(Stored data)
+--

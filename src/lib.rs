use diesel_migrations::{EmbeddedMigrations, embed_migrations};

pub mod auth;
pub mod config;
pub mod dashboard;
pub mod error;
pub mod participants;
pub mod schema;
pub mod settings;
pub mod state;
pub mod teams;
pub mod template;
pub mod util_resp;
pub mod validation;
pub mod widgets;

#[cfg(test)]
mod test;

pub const MIGRATIONS: EmbeddedMigrations = embed_migrations!("migrations");
//! End-to-end workloads: drive the portal over HTTP the way a browser would.

use axum::{body::Body, extract::Request, http::StatusCode};
use axum_extra::extract::cookie::Cookie;
use axum_test::TestServer;
use diesel::prelude::*;
use tower::ServiceExt;

use crate::{
    auth::LOGIN_COOKIE,
    config::{create_app, run_migrations},
    schema::{team_members, teams},
    settings::Settings,
    state::{DbPool, build_pool},
    test::{encode_profile_form, sample_profile_form, test_server, test_settings},
};

const PASSWORD: &str = "correct horse battery";

macro_rules! assert_see_other {
    ($response:expr, $location:expr) => {
        assert_eq!(
            $response.status_code(),
            StatusCode::SEE_OTHER,
            "body = {}",
            $response.text()
        );
        assert_eq!($response.header("location"), $location);
    };
}

async fn register(server: &TestServer, username: &str) -> Cookie<'static> {
    let email = format!("{username}@example.com");
    let response = server
        .post("/register")
        .form(&[
            ("username", username),
            ("email", email.as_str()),
            ("password", PASSWORD),
            ("password2", PASSWORD),
        ])
        .await;
    assert_see_other!(response, "/dashboard");
    response.cookie(LOGIN_COOKIE)
}

async fn submit_profile(server: &TestServer, cookie: &Cookie<'static>, name: &str) {
    let response = server
        .post("/profile")
        .add_cookie(cookie.clone())
        .bytes(encode_profile_form(&sample_profile_form(name)).into())
        .content_type("application/x-www-form-urlencoded")
        .await;
    assert_see_other!(response, "/dashboard");
}

async fn participant(server: &TestServer, name: &str) -> Cookie<'static> {
    let cookie = register(server, &name.to_ascii_lowercase()).await;
    submit_profile(server, &cookie, name).await;
    cookie
}

async fn create_team(server: &TestServer, cookie: &Cookie<'static>, name: &str) {
    let response = server
        .post("/teams/create")
        .add_cookie(cookie.clone())
        .form(&[("name", name), ("institution", "Simon Fraser University")])
        .await;
    assert_see_other!(response, "/dashboard");
}

fn only_team_code(pool: &DbPool) -> String {
    let mut conn = pool.get().unwrap();
    teams::table
        .select(teams::code)
        .first::<String>(&mut conn)
        .unwrap()
}

#[tokio::test]
async fn leader_and_teammate_form_a_team() {
    let (server, pool) = test_server(test_settings());

    let ada = participant(&server, "Ada").await;
    create_team(&server, &ada, "Overfitters").await;

    let dashboard = server.get("/dashboard").add_cookie(ada.clone()).await;
    dashboard.assert_status_ok();
    let page = dashboard.text();
    assert!(page.contains("Overfitters"), "{page}");
    assert!(page.contains("Team Leader"), "{page}");
    assert!(page.contains("Members (1/4)"), "{page}");

    let code = only_team_code(&pool);
    assert!(page.contains(&format!("/dashboard?code={code}")), "{page}");

    let grace = participant(&server, "Grace").await;
    let response = server
        .post("/teams/join")
        .add_cookie(grace.clone())
        .form(&[("code", code.to_ascii_lowercase())])
        .await;
    assert_see_other!(response, "/dashboard");

    let page = server.get("/dashboard").add_cookie(grace).await.text();
    assert!(page.contains("Members (2/4)"), "{page}");
    assert!(page.contains("Ada Tester"), "{page}");
    assert!(page.contains("Grace Tester"), "{page}");
    assert!(page.contains("grace#0001"), "{page}");
    assert!(!page.contains("Team Leader"), "{page}");
}

#[tokio::test]
async fn fifth_member_is_turned_away() {
    let (server, pool) = test_server(test_settings());

    let ada = participant(&server, "Ada").await;
    create_team(&server, &ada, "Overfitters").await;
    let code = only_team_code(&pool);

    for name in ["Grace", "Alan", "Edsger", "Barbara"] {
        let cookie = participant(&server, name).await;
        let response = server
            .post("/teams/join")
            .add_cookie(cookie)
            .form(&[("code", code.as_str())])
            .await;

        if name == "Barbara" {
            assert_eq!(response.status_code(), StatusCode::BAD_REQUEST);
            assert!(response.text().contains("This team is full"));
        } else {
            assert_see_other!(response, "/dashboard");
        }
    }

    let mut conn = pool.get().unwrap();
    let members = team_members::table
        .count()
        .get_result::<i64>(&mut conn)
        .unwrap();
    assert_eq!(members, 4);
}

#[tokio::test]
async fn unknown_code_is_reported() {
    let (server, _pool) = test_server(test_settings());
    let ada = participant(&server, "Ada").await;

    let response = server
        .post("/teams/join")
        .add_cookie(ada.clone())
        .form(&[("code", "ZZZZZZ")])
        .await;
    assert_eq!(response.status_code(), StatusCode::BAD_REQUEST);
    assert!(response.text().contains("Team not found"));

    let response = server
        .post("/teams/join")
        .add_cookie(ada)
        .form(&[("code", "ZZ")])
        .await;
    assert_eq!(response.status_code(), StatusCode::BAD_REQUEST);
    let page = response.text();
    assert!(page.contains("Team not found"), "{page}");
    assert!(page.contains("6 letters or digits"), "{page}");
}

#[tokio::test]
async fn dashboard_requires_login() {
    let (server, _pool) = test_server(test_settings());

    let response = server.get("/dashboard").await;
    assert_see_other!(response, "/login?next=%2Fdashboard");

    let response = server.get("/dashboard?code=ABC123").await;
    assert_see_other!(response, "/login?next=%2Fdashboard%3Fcode%3DABC123");

    let response = server
        .post("/teams/join")
        .form(&[("code", "ABC123")])
        .await;
    assert_eq!(response.status_code(), StatusCode::UNAUTHORIZED);
}

#[tokio::test]
async fn incomplete_profile_is_rejected() {
    let (server, _pool) = test_server(test_settings());
    let ada = register(&server, "ada").await;

    let response = server
        .post("/profile")
        .add_cookie(ada.clone())
        .form(&[("first_name", "Ada"), ("last_name", "Tester")])
        .await;
    assert_eq!(response.status_code(), StatusCode::BAD_REQUEST);
    let page = response.text();
    assert!(page.contains("Please fill in all required fields"), "{page}");
    assert!(page.contains("Student number"), "{page}");

    let page = server.get("/dashboard").add_cookie(ada).await.text();
    assert!(page.contains("Complete your registration"), "{page}");
}

#[tokio::test]
async fn teams_need_a_profile_first() {
    let (server, _pool) = test_server(test_settings());
    let ada = register(&server, "ada").await;

    let response = server
        .post("/teams/create")
        .add_cookie(ada)
        .form(&[("name", "Overfitters"), ("institution", "SFU")])
        .await;
    assert_eq!(response.status_code(), StatusCode::BAD_REQUEST);
    assert!(response.text().contains("complete your registration"));
}

#[tokio::test]
async fn invite_link_prefills_join_form() {
    let (server, _pool) = test_server(test_settings());
    let grace = participant(&server, "Grace").await;

    let page = server
        .get("/dashboard?code=abc123")
        .add_cookie(grace)
        .await
        .text();
    assert!(page.contains("Join a team"), "{page}");
    assert!(page.contains(r#"value="ABC123""#), "{page}");
}

#[tokio::test]
async fn leaders_cannot_start_a_second_team() {
    let (server, _pool) = test_server(test_settings());
    let ada = participant(&server, "Ada").await;
    create_team(&server, &ada, "Overfitters").await;

    let response = server
        .post("/teams/create")
        .add_cookie(ada)
        .form(&[("name", "Underfitters"), ("institution", "SFU")])
        .await;
    assert_eq!(response.status_code(), StatusCode::BAD_REQUEST);
    assert!(response.text().contains("already a member of a team"));
}

#[tokio::test]
async fn profiles_are_locked_once_the_competition_starts() {
    let settings = Settings {
        competition_start: chrono::NaiveDate::from_ymd_opt(2000, 1, 1)
            .and_then(|d| d.and_hms_opt(0, 0, 0)),
        ..test_settings()
    };
    let (server, _pool) = test_server(settings);
    let ada = register(&server, "ada").await;

    let response = server
        .post("/profile")
        .add_cookie(ada.clone())
        .bytes(encode_profile_form(&sample_profile_form("Ada")).into())
        .content_type("application/x-www-form-urlencoded")
        .await;
    assert_eq!(response.status_code(), StatusCode::BAD_REQUEST);
    assert!(response.text().contains("Registration has closed"));

    let page = server.get("/dashboard").add_cookie(ada).await.text();
    assert!(page.contains("Registration has closed"), "{page}");
    assert!(!page.contains("Complete your registration"), "{page}");
}

#[tokio::test]
async fn accounts_can_log_out_and_back_in() {
    let (server, _pool) = test_server(test_settings());
    let ada = register(&server, "ada").await;

    let response = server.post("/logout").add_cookie(ada).await;
    assert_see_other!(response, "/");

    let response = server
        .post("/login")
        .form(&[("id", "ada"), ("password", "wrong password")])
        .await;
    assert_eq!(response.status_code(), StatusCode::BAD_REQUEST);

    let response = server
        .post("/login?next=%2Fdashboard%3Fcode%3DABC123")
        .form(&[("id", "ada@example.com"), ("password", PASSWORD)])
        .await;
    assert_see_other!(response, "/dashboard?code=ABC123");

    let ada = response.cookie(LOGIN_COOKIE);
    server.get("/dashboard").add_cookie(ada).await.assert_status_ok();
}

#[tokio::test]
async fn duplicate_usernames_are_refused() {
    let (server, _pool) = test_server(test_settings());
    register(&server, "ada").await;

    let response = server
        .post("/register")
        .form(&[
            ("username", "ada"),
            ("email", "someone-else@example.com"),
            ("password", PASSWORD),
            ("password2", PASSWORD),
        ])
        .await;
    assert_eq!(response.status_code(), StatusCode::BAD_REQUEST);
    assert!(response.text().contains("username is already taken"));
}

#[tokio::test]
async fn unknown_paths_are_not_found() {
    let pool = build_pool(":memory:").unwrap();
    run_migrations(&pool).unwrap();
    let app = create_app(pool, test_settings()).unwrap();

    let request = Request::builder()
        .uri("/teams")
        .body(Body::empty())
        .unwrap();
    let response = app.oneshot(request).await.unwrap();

    assert_eq!(response.status(), StatusCode::NOT_FOUND);
}

#[tokio::test]
async fn mismatched_passwords_are_refused() {
    let (server, _pool) = test_server(test_settings());

    let response = server
        .post("/register")
        .form(&[
            ("username", "ada"),
            ("email", "ada@example.com"),
            ("password", PASSWORD),
            ("password2", "correct horse battery staple"),
        ])
        .await;
    assert_eq!(response.status_code(), StatusCode::BAD_REQUEST);
    let page = response.text();
    assert!(page.contains("The two passwords do not match."), "{page}");
    assert!(response.headers().get("set-cookie").is_none());
}

#[tokio::test]
async fn team_writes_require_a_session() {
    let (server, pool) = test_server(test_settings());

    let response = server
        .post("/teams/create")
        .form(&[("name", "Overfitters"), ("institution", "SFU")])
        .await;
    assert_eq!(response.status_code(), StatusCode::UNAUTHORIZED);

    let response = server
        .post("/teams/join")
        .form(&[("code", "ABC123")])
        .await;
    assert_eq!(response.status_code(), StatusCode::UNAUTHORIZED);

    let mut conn = pool.get().unwrap();
    let teams = teams::table.count().get_result::<i64>(&mut conn).unwrap();
    assert_eq!(teams, 0);
}
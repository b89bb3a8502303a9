//! Short, human-shareable team codes.

use std::fmt;

use rand::Rng;
use serde::{Deserialize, Serialize};

use crate::error::RegistrationError;

pub const CODE_LEN: usize = 6;

const ALPHABET: &[u8; 36] = b"ABCDEFGHIJKLMNOPQRSTUVWXYZ0123456789";

/// Six upper-case ASCII letters or digits. Codes are compared
/// case-insensitively, so user input is normalised to upper case on parse.
#[derive(Clone, Debug, PartialEq, Eq, Hash, Serialize, Deserialize)]
pub struct TeamCode(String);

impl TeamCode {
    pub fn generate(rng: &mut impl Rng) -> Self {
        let code = (0..CODE_LEN)
            .map(|_| ALPHABET[rng.random_range(0..ALPHABET.len())] as char)
            .collect();
        Self(code)
    }

    pub fn parse(input: &str) -> Result<Self, RegistrationError> {
        let input = input.trim();
        if input.is_empty() {
            return Err(RegistrationError::Validation(
                "Please enter a team code.".to_string(),
            ));
        }

        if input.len() != CODE_LEN
            || !input.chars().all(|c| c.is_ascii_alphanumeric())
        {
            return Err(RegistrationError::Validation(format!(
                "Team not found: no team has the code \"{input}\". Team codes \
                 are {CODE_LEN} letters or digits."
            )));
        }

        Ok(Self(input.to_ascii_uppercase()))
    }

    pub fn as_str(&self) -> &str {
        &self.0
    }
}

impl fmt::Display for TeamCode {
    fn fmt(&self, f: &mut fmt::Formatter<'_>) -> fmt::Result {
        f.write_str(&self.0)
    }
}

#[cfg(test)]
mod tests {
    use proptest::prelude::*;
    use rand::SeedableRng;
    use rand_chacha::ChaCha8Rng;

    use super::*;

    proptest! {
        #[test]
        fn generated_codes_are_six_upper_case_alphanumerics(seed in any::<u64>()) {
            let mut rng = ChaCha8Rng::seed_from_u64(seed);
            let code = TeamCode::generate(&mut rng);

            prop_assert_eq!(code.as_str().len(), CODE_LEN);
            prop_assert!(code
                .as_str()
                .chars()
                .all(|c| c.is_ascii_uppercase() || c.is_ascii_digit()));
        }

        #[test]
        fn parse_ignores_case(input in "[a-zA-Z0-9]{6}") {
            let lower = TeamCode::parse(&input.to_ascii_lowercase()).unwrap();
            let upper = TeamCode::parse(&input.to_ascii_uppercase()).unwrap();
            prop_assert_eq!(lower, upper);
        }
    }

    #[test]
    fn parse_trims_and_upper_cases() {
        assert_eq!(TeamCode::parse("  abc123 ").unwrap().as_str(), "ABC123");
    }

    #[test]
    fn parse_rejects_malformed_codes() {
        for bad in ["", "ABC12", "ABC1234", "ABC-12", "ÄBC123"] {
            assert!(
                matches!(
                    TeamCode::parse(bad),
                    Err(RegistrationError::Validation(_))
                ),
                "{bad:?} should be rejected"
            );
        }
    }

    #[test]
    fn malformed_codes_read_as_unknown_teams() {
        let err = TeamCode::parse("abc12").unwrap_err().to_string();
        assert!(err.starts_with("Team not found"), "{err}");
        assert!(err.contains("\"abc12\""), "{err}");
    }

    #[test]
    fn same_seed_same_code() {
        let a = TeamCode::generate(&mut ChaCha8Rng::seed_from_u64(42));
        let b = TeamCode::generate(&mut ChaCha8Rng::seed_from_u64(42));
        assert_eq!(a, b);
    }
}
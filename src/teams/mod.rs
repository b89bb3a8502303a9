//! Teams, their membership ledger, and the registry operations that create
//! and fill them.

use chrono::NaiveDateTime;
use diesel::{connection::LoadConnection, prelude::*, sqlite::Sqlite};
use itertools::Itertools;
use serde::{Deserialize, Serialize};

use crate::{
    error::RegistrationError,
    participants::Participant,
    schema::{team_members, teams},
};

pub mod code;
pub mod registry;

/// The largest number of participants a team may have, leader included.
pub const TEAM_CAPACITY: i64 = 4;

const MAX_NAME_LEN: usize = 64;

#[derive(
    Queryable, Selectable, Insertable, Serialize, Deserialize, Clone, Debug,
    PartialEq, Eq,
)]
#[diesel(table_name = teams)]
#[diesel(check_for_backend(Sqlite))]
pub struct Team {
    pub id: String,
    pub name: String,
    pub institution: String,
    pub leader_id: String,
    /// Always stored in upper case.
    pub code: String,
    pub created_at: NaiveDateTime,
}

impl Team {
    pub fn is_led_by(&self, participant_id: &str) -> bool {
        self.leader_id == participant_id
    }
}

#[derive(Queryable, Selectable, Serialize, Deserialize, Clone, Debug)]
#[diesel(table_name = team_members)]
#[diesel(check_for_backend(Sqlite))]
pub struct Membership {
    pub id: i32,
    pub team_id: String,
    pub participant_id: String,
    pub joined_at: NaiveDateTime,
}

/// One line of a team's roster: a membership joined with the member's
/// display fields.
#[derive(Queryable, Serialize, Clone, Debug)]
pub struct RosterEntry {
    pub participant_id: String,
    pub first_name: String,
    pub last_name: String,
    pub discord_username: Option<String>,
    pub joined_at: NaiveDateTime,
}

impl RosterEntry {
    pub fn display_name(&self) -> String {
        let name = [self.first_name.trim(), self.last_name.trim()]
            .into_iter()
            .filter(|part| !part.is_empty())
            .join(" ");

        if name.is_empty() {
            "Unnamed participant".to_string()
        } else {
            name
        }
    }
}

/// A validated request to create a team.
#[derive(Debug, Clone)]
pub struct NewTeam {
    name: String,
    institution: String,
}

impl NewTeam {
    pub fn new(name: &str, institution: &str) -> Result<Self, RegistrationError> {
        let name = name.trim();
        let institution = institution.trim();

        let mut missing = Vec::new();
        if name.is_empty() {
            missing.push("team name");
        }
        if institution.is_empty() {
            missing.push("university");
        }
        if !missing.is_empty() {
            return Err(RegistrationError::Validation(format!(
                "Please fill in the {}.",
                missing.join(" and ")
            )));
        }

        for (field, value) in [("Team name", name), ("University", institution)] {
            if value.chars().count() > MAX_NAME_LEN {
                return Err(RegistrationError::Validation(format!(
                    "{field} must be at most {MAX_NAME_LEN} characters."
                )));
            }
        }

        Ok(Self {
            name: name.to_string(),
            institution: institution.to_string(),
        })
    }

    pub fn name(&self) -> &str {
        &self.name
    }

    pub fn institution(&self) -> &str {
        &self.institution
    }
}

/// Where a participant is in the registration process.
///
/// Saving a profile moves an account straight from `Unregistered` to
/// `Unaffiliated`; `Unaffiliated -> Teamed` happens exactly once, through
/// [`registry::create_team`] or [`registry::join_team`].
#[derive(Debug, Clone)]
pub enum RegistrationState {
    Unregistered,
    Unaffiliated(Participant),
    Teamed(Participant, Team),
}

impl RegistrationState {
    pub fn load(
        identity_id: &str,
        conn: &mut impl LoadConnection<Backend = Sqlite>,
    ) -> Result<Self, RegistrationError> {
        let Some(participant) = Participant::fetch(identity_id, conn)? else {
            return Ok(RegistrationState::Unregistered);
        };

        Ok(match registry::membership_of(identity_id, conn)? {
            Some((_, team)) => RegistrationState::Teamed(participant, team),
            None => RegistrationState::Unaffiliated(participant),
        })
    }

    pub fn participant(&self) -> Option<&Participant> {
        match self {
            RegistrationState::Unregistered => None,
            RegistrationState::Unaffiliated(p)
            | RegistrationState::Teamed(p, _) => Some(p),
        }
    }
}
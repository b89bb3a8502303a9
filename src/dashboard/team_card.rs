use hypertext::prelude::*;

use crate::{
    teams::{RosterEntry, TEAM_CAPACITY, Team},
    widgets::badge::Badge,
};

/// The viewer's team: its code, invite link and roster.
pub struct TeamCard<'a> {
    pub team: &'a Team,
    pub roster: &'a [RosterEntry],
    pub viewer_id: &'a str,
    pub invite_link: &'a str,
}

impl<'a> TeamCard<'a> {
    fn is_full(&self) -> bool {
        self.roster.len() as i64 >= TEAM_CAPACITY
    }
}

impl<'a> Renderable for TeamCard<'a> {
    fn render_to(
        &self,
        buffer: &mut hypertext::Buffer<hypertext::context::Node>,
    ) {
        let team = self.team;

        maud! {
            div class="card mb-4" {
                div class="card-header d-flex align-items-center" {
                    h2 class="h5 mb-0" { (team.name) }
                    @if team.is_led_by(self.viewer_id) {
                        Badge text="Team Leader" variant="primary";
                    }
                }
                div class="card-body" {
                    p class="text-muted mb-3" { (team.institution) }
                    div class="mb-3" {
                        span class="me-2" { "Team code:" }
                        code class="fs-4" { (team.code) }
                    }
                    @if !self.is_full() {
                        div class="mb-3" {
                            label for="invite_link" class="form-label" {
                                "Invite link"
                            }
                            input type="text" class="form-control" id="invite_link"
                                value=(self.invite_link) readonly;
                            div class="form-text" {
                                "Share this link or the code with your teammates."
                            }
                        }
                    }
                    h3 class="h6" {
                        "Members (" (self.roster.len()) "/" (TEAM_CAPACITY) ")"
                    }
                    ul class="list-group" {
                        @for member in self.roster {
                            li class="list-group-item" {
                                (member.display_name())
                                @if member.participant_id == team.leader_id {
                                    Badge text="Leader" variant="secondary";
                                }
                                @if member.participant_id == self.viewer_id {
                                    Badge text="You" variant="info";
                                }
                                @if let Some(discord) = &member.discord_username {
                                    div class="small text-muted" { (discord) }
                                }
                            }
                        }
                    }
                }
            }
        }
        .render_to(buffer);
    }
}
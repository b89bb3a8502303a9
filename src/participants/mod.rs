//! Participant profiles: one row per account, saved from the registration
//! form and editable until the competition starts.

use chrono::NaiveDateTime;
use diesel::{connection::LoadConnection, prelude::*, sqlite::Sqlite};
use itertools::Itertools;
use serde::{Deserialize, Serialize};

use crate::{
    error::RegistrationError,
    schema::participants,
    validation::{is_student_number, is_valid_email},
};

pub mod form;

/// `(stored value, label)` pairs.
pub type Choices = &'static [(&'static str, &'static str)];

pub const MAJORS: Choices = &[
    ("data-science", "Data Science"),
    ("computer-science", "Computer Science"),
    ("statistics", "Statistics"),
    ("business", "Business"),
    ("other", "Other"),
];

pub const YEARS: Choices = &[("1", "1"), ("2", "2"), ("3", "3"), ("4+", "4+")];

pub const TSHIRT_SIZES: Choices = &[
    ("xs", "XS"),
    ("s", "S"),
    ("m", "M"),
    ("l", "L"),
    ("xl", "XL"),
    ("2xl", "2XL"),
];

pub const HOW_HEARD: &[&str] =
    &["Instagram", "Discord", "Email", "A friend", "Posters", "Other"];

pub fn label_of(choices: Choices, value: &str) -> Option<&'static str> {
    choices
        .iter()
        .find(|(v, _)| *v == value)
        .map(|(_, label)| *label)
}

#[derive(Queryable, Selectable, Serialize, Deserialize, Clone, Debug)]
#[diesel(table_name = participants)]
#[diesel(check_for_backend(Sqlite))]
pub struct Participant {
    pub id: String,
    pub first_name: String,
    pub last_name: String,
    pub email: String,
    pub student_number: String,
    pub major: String,
    pub year: String,
    /// JSON array; see [`Participant::how_heard`].
    pub how_heard: String,
    pub kaggle_username: String,
    pub dietary_restrictions: String,
    pub tshirt_size: String,
    pub discord_username: Option<String>,
    pub created_at: NaiveDateTime,
    pub updated_at: NaiveDateTime,
}

impl Participant {
    pub fn fetch(
        id: &str,
        conn: &mut impl LoadConnection<Backend = Sqlite>,
    ) -> Result<Option<Participant>, RegistrationError> {
        let participant = participants::table
            .filter(participants::id.eq(id))
            .select(Participant::as_select())
            .first::<Participant>(conn)
            .optional()?;

        Ok(participant)
    }

    pub fn how_heard(&self) -> Vec<String> {
        serde_json::from_str(&self.how_heard).unwrap_or_default()
    }

    pub fn full_name(&self) -> String {
        format!("{} {}", self.first_name, self.last_name)
    }

    pub fn major_label(&self) -> &str {
        label_of(MAJORS, &self.major).unwrap_or(&self.major)
    }
}

/// The registration form as submitted. Nothing here has been checked yet;
/// see [`NewProfile::from_form`].
#[derive(Deserialize, Serialize, Debug, Default, Clone)]
#[serde(default)]
pub struct ProfileForm {
    pub first_name: String,
    pub last_name: String,
    pub email: String,
    pub student_number: String,
    pub major: String,
    pub year: String,
    pub how_heard: Vec<String>,
    pub kaggle_username: String,
    pub dietary_restrictions: String,
    pub tshirt_size: String,
    pub discord_username: String,
}

impl From<&Participant> for ProfileForm {
    fn from(p: &Participant) -> Self {
        Self {
            first_name: p.first_name.clone(),
            last_name: p.last_name.clone(),
            email: p.email.clone(),
            student_number: p.student_number.clone(),
            major: p.major.clone(),
            year: p.year.clone(),
            how_heard: p.how_heard(),
            kaggle_username: p.kaggle_username.clone(),
            dietary_restrictions: p.dietary_restrictions.clone(),
            tshirt_size: p.tshirt_size.clone(),
            discord_username: p.discord_username.clone().unwrap_or_default(),
        }
    }
}

/// A validated profile, ready to be saved.
#[derive(Debug, Clone)]
pub struct NewProfile {
    first_name: String,
    last_name: String,
    email: String,
    student_number: String,
    major: String,
    year: String,
    how_heard: Vec<String>,
    kaggle_username: String,
    dietary_restrictions: String,
    tshirt_size: String,
    discord_username: Option<String>,
}

impl NewProfile {
    pub fn from_form(form: &ProfileForm) -> Result<Self, RegistrationError> {
        let how_heard: Vec<String> = form
            .how_heard
            .iter()
            .map(|s| s.trim())
            .filter(|s| !s.is_empty())
            .unique()
            .map(str::to_string)
            .collect();

        let required = [
            ("First name", form.first_name.trim()),
            ("Last name", form.last_name.trim()),
            ("Email", form.email.trim()),
            ("Student number", form.student_number.trim()),
            ("Major", form.major.trim()),
            ("Year", form.year.trim()),
            ("Kaggle username", form.kaggle_username.trim()),
            ("Dietary restrictions", form.dietary_restrictions.trim()),
            ("T-shirt size", form.tshirt_size.trim()),
        ];

        let mut missing = required
            .iter()
            .filter(|(_, value)| value.is_empty())
            .map(|(label, _)| *label)
            .collect::<Vec<_>>();
        if how_heard.is_empty() {
            missing.push("How did you hear about this event?");
        }
        if !missing.is_empty() {
            return Err(RegistrationError::Validation(format!(
                "Please fill in all required fields: {}.",
                missing.join(", ")
            )));
        }

        let invalid = |msg: String| Err(RegistrationError::Validation(msg));

        if let Err(e) = is_valid_email(form.email.trim()) {
            return invalid(format!("Email: {e}."));
        }
        if let Err(e) = is_student_number(form.student_number.trim()) {
            return invalid(format!("Student number: {e}."));
        }
        for (label, choices, value) in [
            ("major", MAJORS, &form.major),
            ("year", YEARS, &form.year),
            ("t-shirt size", TSHIRT_SIZES, &form.tshirt_size),
        ] {
            if label_of(choices, value.trim()).is_none() {
                return invalid(format!("Please choose a valid {label}."));
            }
        }
        if let Some(unknown) = how_heard.iter().find(|h| !HOW_HEARD.contains(&h.as_str())) {
            return invalid(format!("Unknown option \"{unknown}\"."));
        }

        let discord_username = Some(form.discord_username.trim())
            .filter(|s| !s.is_empty())
            .map(str::to_string);

        Ok(Self {
            first_name: form.first_name.trim().to_string(),
            last_name: form.last_name.trim().to_string(),
            email: form.email.trim().to_string(),
            student_number: form.student_number.trim().to_string(),
            major: form.major.trim().to_string(),
            year: form.year.trim().to_string(),
            how_heard,
            kaggle_username: form.kaggle_username.trim().to_string(),
            dietary_restrictions: form.dietary_restrictions.trim().to_string(),
            tshirt_size: form.tshirt_size.trim().to_string(),
            discord_username,
        })
    }
}

#[derive(Insertable, AsChangeset)]
#[diesel(table_name = participants)]
#[diesel(treat_none_as_null = true)]
struct ProfileRow<'a> {
    first_name: &'a str,
    last_name: &'a str,
    email: &'a str,
    student_number: &'a str,
    major: &'a str,
    year: &'a str,
    how_heard: String,
    kaggle_username: &'a str,
    dietary_restrictions: &'a str,
    tshirt_size: &'a str,
    discord_username: Option<&'a str>,
    updated_at: NaiveDateTime,
}

/// Creates or replaces the profile of `identity_id`.
///
/// Fails with [`RegistrationError::RegistrationClosed`] once `now` reaches
/// `closes_at`.
#[tracing::instrument(skip(conn, profile))]
pub fn save_profile(
    conn: &mut SqliteConnection,
    identity_id: &str,
    profile: &NewProfile,
    closes_at: Option<NaiveDateTime>,
    now: NaiveDateTime,
) -> Result<Participant, RegistrationError> {
    if closes_at.is_some_and(|start| now >= start) {
        return Err(RegistrationError::RegistrationClosed);
    }

    let how_heard = serde_json::to_string(&profile.how_heard)
        .map_err(|e| RegistrationError::Internal(e.to_string()))?;

    let row = ProfileRow {
        first_name: &profile.first_name,
        last_name: &profile.last_name,
        email: &profile.email,
        student_number: &profile.student_number,
        major: &profile.major,
        year: &profile.year,
        how_heard,
        kaggle_username: &profile.kaggle_username,
        dietary_restrictions: &profile.dietary_restrictions,
        tshirt_size: &profile.tshirt_size,
        discord_username: profile.discord_username.as_deref(),
        updated_at: now,
    };

    diesel::insert_into(participants::table)
        .values((
            participants::id.eq(identity_id),
            participants::created_at.eq(now),
            &row,
        ))
        .on_conflict(participants::id)
        .do_update()
        .set(&row)
        .execute(conn)?;

    tracing::info!("saved participant profile");

    Participant::fetch(identity_id, conn)?.ok_or_else(|| {
        RegistrationError::Internal("profile vanished after saving".to_string())
    })
}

+--

Find the lines above that contain the word "input" and collect them.

TASK OUTPUT =>
/// case-insensitively, so user input is normalised to upper case on parse.
    pub fn parse(input: &str) -> Result<Self, RegistrationError> {
        let input = input.trim();
        if input.is_empty() {
        if input.len() != CODE_LEN
            || !input.chars().all(|c| c.is_ascii_alphanumeric())
                "Team not found: no team has the code \"{input}\". Team codes \
        Ok(Self(input.to_ascii_uppercase()))
        fn parse_ignores_case(input in "[a-zA-Z0-9]{6}") {
            let lower = TeamCode::parse(&input.to_ascii_lowercase()).unwrap();
            let upper = TeamCode::parse(&input.to_ascii_uppercase()).unwrap();
                            input type="text" class="form-control" id="invite_link"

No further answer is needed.